WE MIGHT still call it the decade that taste forgot – but 1970s car colours are making a comeback.
That’s according to the latest consumer research data, crunched by the car valuation experts CAP Automotive.
CAP has identified a resurgence of interest among consumers in green, beige, gold, bronze, brown, yellow and even orange cars – all shades that have been shunned in the mainstream car market for decades.
Every month CAP tracks the tastes of motorists by analysing valuations by consumers at cap.co.uk of used cars they are interested in buying.
The data helps CAP to advise dealers on the best choices for used car stock – from brands, models and body styles to engine type and colour.
There are rarely any real surprises at the top of the lists, with people typically favouring similar car models month after month. The colour charts are also generally dominated by the usual suspects of silver, black, blue, grey, red and white.
But now four classic ‘70s colours – green, beige, yellow and gold have crept out of the lower ranks and made it into the top ten choices for the first time since CAP began charting consumer tastes.
But most interesting is a fresh challenger lurking just outside the top ten.
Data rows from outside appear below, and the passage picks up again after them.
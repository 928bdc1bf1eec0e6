use std::collections::{BTreeSet, HashMap};
use std::sync::Arc;
use std::sync::atomic::{AtomicBool, Ordering};

use anyhow::{Context, Result};
use parking_lot::Mutex;
use state::InitCell;

use super::{ConsumerId, DirectoryError, ResourceDirectory, WgpuDirectoryConfig};

/// Logical queue issued by [`WgpuDirectory`].
///
/// wgpu exposes a single hardware queue per device; the directory hands out
/// logical queues on top of it so that ownership, sharing and reservation can
/// be tracked per consumer. Two `WgpuQueue`s are equal when they are the same
/// logical queue.
#[derive(Debug, Clone)]
pub struct WgpuQueue {
    id: u64,
    device_index: u32,
    device: wgpu::Device,
    queue: wgpu::Queue,
}

impl PartialEq for WgpuQueue {
    fn eq(&self, other: &Self) -> bool {
        self.id == other.id
    }
}

impl WgpuQueue {
    pub fn id(&self) -> u64 {
        self.id
    }

    /// Index of the device this queue was issued on.
    pub fn device_index(&self) -> u32 {
        self.device_index
    }

    /// Returns a reference to the logical device.
    pub fn device(&self) -> &wgpu::Device {
        &self.device
    }

    /// Returns a reference to the command queue.
    pub fn queue(&self) -> &wgpu::Queue {
        &self.queue
    }

    /// Submits recorded command buffers.
    pub fn submit<I>(&self, command_buffers: I) -> wgpu::SubmissionIndex
    where
        I: IntoIterator<Item = wgpu::CommandBuffer>,
    {
        self.queue.submit(command_buffers)
    }
}

#[derive(Default)]
struct DeviceSlot {
    consumers: BTreeSet<ConsumerId>,
    open: Option<(wgpu::Device, wgpu::Queue)>,
    active: Option<u64>,
}

struct QueueSlot {
    device: u32,
    holders: BTreeSet<ConsumerId>,
}

struct WgpuState {
    devices: Vec<DeviceSlot>,
    queues: HashMap<u64, QueueSlot>,
    next_queue: u64,
}

impl WgpuState {
    fn slot_mut(&mut self, device: u32) -> Result<&mut DeviceSlot, DirectoryError> {
        self.devices
            .get_mut(device as usize)
            .ok_or(DirectoryError::NoSuchDevice(device))
    }

    /// Closes `device` once nobody is registered and no queue on it is live.
    fn close_if_idle(&mut self, device: u32) {
        let in_use = self.queues.values().any(|q| q.device == device);
        if let Ok(slot) = self.slot_mut(device) {
            if slot.consumers.is_empty() && !in_use && slot.open.take().is_some() {
                slot.active = None;
                log::debug!("closed wgpu device {device}");
            }
        }
    }
}

static SHARED: InitCell<Arc<WgpuDirectory>> = InitCell::new();

/// Resource directory backed by wgpu adapters.
///
/// Each adapter is one device. The `wgpu::Device`/`wgpu::Queue` pair for an
/// adapter is opened on first registration and closed again when its last
/// consumer and last logical queue are gone.
pub struct WgpuDirectory {
    adapters: Vec<wgpu::Adapter>,
    config: WgpuDirectoryConfig,
    state: Mutex<WgpuState>,
}

impl WgpuDirectory {
    /// Discovers adapters according to `config`.
    ///
    /// Adapter acquisition is asynchronous under wgpu.
    pub async fn new(config: WgpuDirectoryConfig) -> Result<Self> {
        let instance = wgpu::Instance::new(&wgpu::InstanceDescriptor {
            backends: config.backends,
            ..Default::default()
        });

        let primary = instance
            .request_adapter(&wgpu::RequestAdapterOptions {
                power_preference: config.power_preference,
                compatible_surface: None,
                force_fallback_adapter: false,
            })
            .await
            .context("failed to find a suitable GPU adapter")?;

        let mut adapters = vec![primary];

        if config.include_fallback_adapter {
            let fallback = instance
                .request_adapter(&wgpu::RequestAdapterOptions {
                    power_preference: wgpu::PowerPreference::LowPower,
                    compatible_surface: None,
                    force_fallback_adapter: true,
                })
                .await
                .ok();

            if let Some(fallback) = fallback {
                let info = fallback.get_info();
                let duplicate = adapters.iter().any(|a| {
                    let known = a.get_info();
                    known.name == info.name && known.backend == info.backend
                });
                if !duplicate {
                    adapters.push(fallback);
                }
            }
        }

        for (index, adapter) in adapters.iter().enumerate() {
            let info = adapter.get_info();
            log::info!("device {index}: {} ({:?})", info.name, info.backend);
        }

        Ok(Self::from_adapters(adapters, config))
    }

    /// Builds a directory over adapters the caller already holds.
    pub fn from_adapters(adapters: Vec<wgpu::Adapter>, config: WgpuDirectoryConfig) -> Self {
        let devices = adapters.iter().map(|_| DeviceSlot::default()).collect();
        Self {
            adapters,
            config,
            state: Mutex::new(WgpuState {
                devices,
                queues: HashMap::new(),
                next_queue: 1,
            }),
        }
    }

    /// Installs the process-wide directory. Returns `false` if one is
    /// already installed.
    pub fn install_shared(directory: Arc<Self>) -> bool {
        SHARED.set(directory)
    }

    /// Returns the process-wide directory, if installed.
    pub fn shared() -> Option<Arc<Self>> {
        SHARED.try_get().cloned()
    }

    /// Adapter backing `device`.
    pub fn adapter(&self, device: u32) -> Option<&wgpu::Adapter> {
        self.adapters.get(device as usize)
    }

    fn open_device(&self, device: u32) -> Result<(wgpu::Device, wgpu::Queue), DirectoryError> {
        let adapter = self
            .adapters
            .get(device as usize)
            .ok_or(DirectoryError::NoSuchDevice(device))?;

        let label = format!("{} device {device}", self.config.label);
        pollster::block_on(adapter.request_device(&wgpu::DeviceDescriptor {
            label: Some(label.as_str()),
            required_features: self.config.required_features,
            required_limits: self.config.required_limits.clone(),
            experimental_features: wgpu::ExperimentalFeatures::disabled(),
            memory_hints: self.config.memory_hints.clone(),
            trace: wgpu::Trace::Off,
        }))
        .map_err(|err| DirectoryError::DeviceRefused {
            device,
            reason: err.to_string(),
        })
    }

    fn lookup(&self, queue: &WgpuQueue) -> Result<(), DirectoryError> {
        if self.state.lock().queues.contains_key(&queue.id) {
            Ok(())
        } else {
            Err(DirectoryError::UnknownQueue)
        }
    }
}

impl ResourceDirectory for WgpuDirectory {
    type Queue = WgpuQueue;

    fn device_count(&self) -> u32 {
        self.adapters.len() as u32
    }

    fn acquire_device(&self, consumer: ConsumerId, device: u32) -> Result<(), DirectoryError> {
        let needs_open = self.state.lock().slot_mut(device)?.open.is_none();

        // Opening blocks on the driver; keep the lock out of it.
        let opened = if needs_open {
            Some(self.open_device(device)?)
        } else {
            None
        };

        let mut state = self.state.lock();
        let slot = state.slot_mut(device)?;
        if slot.open.is_none() {
            slot.open = opened;
            log::debug!("opened wgpu device {device}");
        }
        slot.consumers.insert(consumer);
        Ok(())
    }

    fn release_device(&self, consumer: ConsumerId, device: u32) {
        let mut state = self.state.lock();
        if let Ok(slot) = state.slot_mut(device) {
            slot.consumers.remove(&consumer);
        }
        state.close_if_idle(device);
    }

    fn acquire_queue(&self, consumer: ConsumerId, device: u32) -> Result<WgpuQueue, DirectoryError> {
        let mut state = self.state.lock();
        let slot = state.slot_mut(device)?;
        if !slot.consumers.contains(&consumer) {
            return Err(DirectoryError::NotRegistered { consumer, device });
        }
        let (gpu, queue) = slot.open.clone().ok_or_else(|| DirectoryError::QueueRefused {
            device,
            reason: "device is not open".to_string(),
        })?;

        let id = state.next_queue;
        state.next_queue += 1;
        state.queues.insert(
            id,
            QueueSlot {
                device,
                holders: BTreeSet::from([consumer]),
            },
        );

        Ok(WgpuQueue {
            id,
            device_index: device,
            device: gpu,
            queue,
        })
    }

    fn adopt_queue(
        &self,
        consumer: ConsumerId,
        queue: &WgpuQueue,
        device: u32,
    ) -> Result<(), DirectoryError> {
        let mut state = self.state.lock();
        if !state.slot_mut(device)?.consumers.contains(&consumer) {
            return Err(DirectoryError::NotRegistered { consumer, device });
        }
        match state.queues.get_mut(&queue.id) {
            Some(slot) if slot.device == device => {
                slot.holders.insert(consumer);
                Ok(())
            }
            _ => Err(DirectoryError::UnknownQueue),
        }
    }

    fn release_queue(&self, consumer: ConsumerId, queue: &WgpuQueue, device: u32) {
        let mut state = self.state.lock();
        let retired = match state.queues.get_mut(&queue.id) {
            Some(slot) => {
                slot.holders.remove(&consumer);
                slot.holders.is_empty()
            }
            None => return,
        };
        if !retired {
            return;
        }

        state.queues.remove(&queue.id);
        if let Ok(slot) = state.slot_mut(device) {
            if slot.active == Some(queue.id) {
                slot.active = None;
            }
        }
        state.close_if_idle(device);
    }

    fn synchronize_queue(&self, queue: &WgpuQueue) -> Result<(), DirectoryError> {
        self.lookup(queue)?;

        let done = Arc::new(AtomicBool::new(false));
        let signal = Arc::clone(&done);
        queue
            .queue
            .on_submitted_work_done(move || signal.store(true, Ordering::Release));

        queue
            .device
            .poll(wgpu::PollType::wait_indefinitely())
            .map_err(|err| DirectoryError::Backend(err.to_string()))?;

        if done.load(Ordering::Acquire) {
            Ok(())
        } else {
            Err(DirectoryError::Backend(
                "device went idle before submitted work was reported done".to_string(),
            ))
        }
    }

    fn reserve_queue(&self, queue: &WgpuQueue) -> Result<(), DirectoryError> {
        let mut state = self.state.lock();
        let device = state
            .queues
            .get(&queue.id)
            .map(|q| q.device)
            .ok_or(DirectoryError::UnknownQueue)?;
        state.slot_mut(device)?.active = Some(queue.id);
        Ok(())
    }
}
And that’s brown - the ultimate staple of ‘70s chic most famously sported on the Ford Consul GT, driven by DC Jack Regan in the classic British TV cop show ‘The Sweeney’.
However, it may be America that we have to thank (or blame) for the creeping popularity of colours once deemed so undesirable by the UK motor trade that most of their nicknames for gold, beige and even flat red are unprintable today.
Research has shown that in the USA car buyers associate brown with “stability and comfort, as well as the kind of authenticity that consumers – especially luxury consumers – seek”, leading to the Yahoo! website declaring brown as “the red hot color for new cars and trucks” in America two years ago.
CAP suggests that the comeback of ‘70s colours among consumers valuing their next car purchase at cap.co.uk may simply be a natural extension of motorists’ desire to ‘personalise’ their driving experience.
CAP’s retail and consumer specialist, Philip Nothard, says: “Just as new cars are increasingly configurable to the driver’s personal preference it makes sense that there is now a more diverse array of colours on the radar of today’s motorists.
“You can’t underestimate the power of ‘retro chic’ either in the world of consumer taste – and what could be more retro than having an orange or a bronze car.
“What is particularly interesting about these findings is that they truly reflect what people are interested in. Usually when we are asked what are the most popular colours we have to point out that it is the car manufacturers who generally determine colour popularity when they make their production planning decisions. People therefore tend to buy what they’re offered, because new car colours are largely a manufacturer-led rather than a consumer-led phenomenon.
“In the case of visitors to our valuations website, these people are actively searching for used car alternatives to the mainstream offerings they would normally find in the new market. Evidence that a significant number of people are trying to find brown cars to buy would have seemed crazy just a few years ago, but we can confirm that they are.
“There is also a tendency for American tastes to eventually migrate to our own shores and it might well be that we are seeing some influence from that direction.”